African American Music, Literature & Sports
United States in the 20th Century
The term African-American deals with a population of African descent living in the U.S. The term black is also used to define this group people. Although both descriptions are equal, some scholars believe that black is a broader term than African American. Not only because it relates to a wider community and with a longer history, but it also encompass various groups, not identified directly as African-Americans, either ethnically or racially. In this context, the term black encompass both those who consider themselves African-Americans, Puerto Ricans, Jamaicans, Haitians or Nigerians, etc. This sector of the population is a fundamental part of American history and culture. More specifically, African Americans have evolved greatly and contributed immensely to American musical history, culture and literature.

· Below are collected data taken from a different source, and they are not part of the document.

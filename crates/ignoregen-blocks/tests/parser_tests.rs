//! Integration tests for block extraction.

use ignoregen_blocks::parser::{Block, Unit, extract};
use pretty_assertions::assert_eq;

fn line(s: &str) -> Unit {
    Unit::Line(s.to_string())
}

fn block(header: &str, content: &[&str]) -> Unit {
    Unit::Block(Block::new(
        header,
        content.iter().map(|s| s.to_string()).collect(),
    ))
}

#[test]
fn test_only_template() {
    let units = extract(&["# ignoregen env", ".env*", ".envrc", "!.env.example", ""]);
    assert_eq!(
        units,
        vec![block("# ignoregen env", &[".env*", ".envrc", "!.env.example"])]
    );
}

#[test]
fn test_multiple_templates() {
    let units = extract(&[
        "# ignoregen env",
        ".env*",
        ".envrc",
        "!.env.example",
        "",
        "# ignoregen node",
        "node_modules/",
        "",
    ]);
    assert_eq!(
        units,
        vec![
            block("# ignoregen env", &[".env*", ".envrc", "!.env.example"]),
            block("# ignoregen node", &["node_modules/"]),
        ]
    );
}

#[test]
fn test_mixed_plain_lines_and_templates() {
    let units = extract(&[
        ".vscode/",
        "# ignoregen env",
        ".env*",
        ".envrc",
        "!.env.example",
        "",
        "dist/",
        "lib/",
        "",
    ]);
    assert_eq!(
        units,
        vec![
            line(".vscode/"),
            block("# ignoregen env", &[".env*", ".envrc", "!.env.example"]),
            line("dist/"),
            line("lib/"),
            line(""),
        ]
    );
}

#[test]
fn test_templates_with_empty_content() {
    let units = extract(&["# ignoregen node", "", "# ignoregen env", ""]);
    assert_eq!(
        units,
        vec![block("# ignoregen node", &[]), block("# ignoregen env", &[])]
    );
}

#[test]
fn test_near_miss_comments_are_plain_lines() {
    let units = extract(&["#ignoregen node", "# ignoregen", "node_modules/"]);
    assert!(units.iter().all(|u| !u.is_block()));
    assert_eq!(units.len(), 3);
}

#[test]
fn test_directive_with_inline_options_keeps_header_verbatim() {
    let header = r#"# ignoregen env {"src": "https://example.com/ignores/"}"#;
    let units = extract(&[header, ".env*", ""]);
    assert_eq!(units[0].as_block().map(|b| b.header.as_str()), Some(header));
}
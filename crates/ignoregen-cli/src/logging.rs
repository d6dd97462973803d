use tracing_subscriber::{EnvFilter, fmt, prelude::*};

/// Install the global tracing subscriber.
///
/// Logs go to stderr so `--stdout` output stays clean. `RUST_LOG` controls
/// the level, defaulting to `warn`; `--verbose` forces `debug`.
///
/// Fails if a global subscriber is already installed.
pub fn init(verbose: bool) -> Result<(), Box<dyn std::error::Error + Send + Sync>> {
    let filter_layer = if verbose {
        EnvFilter::new("debug")
    } else {
        EnvFilter::try_from_default_env().unwrap_or_else(|_| EnvFilter::new("warn"))
    };

    let fmt_layer = fmt::layer()
        .with_writer(std::io::stderr)
        .with_target(verbose)
        .with_level(true)
        .compact();

    tracing_subscriber::registry()
        .with(filter_layer)
        .with(fmt_layer)
        .try_init()?;

    if verbose {
        tracing::debug!("Verbose mode enabled");
    }
    Ok(())
}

The African-Americans are mostly descendants of slaves brought from Africa to the U.S., especially in the seventeenth and eighteenth centuries, and especially for the southern regions. African Americans constituted the main labor force until the abolition of slavery in the mid-nineteenth century. In the U.S. and in other countries of western culture, slavery was theoretically legitimized by racism, which advocated the supremacy concept of "race" white on the other. Racism survived the end of slavery, and today, despite that the situation of blacks in America have evolved considerably in economic, education, work, politics, army, among others, the desired equality in social terms with the white community is far to be achieved.
There are, however, signs that point to greater acceptance by the white community over the daily contact with the African American community in schools and jobs. Several members of the black community have achieved prominent positions in the military and civil society, as is the case of General Colin Powell, or TV stars like...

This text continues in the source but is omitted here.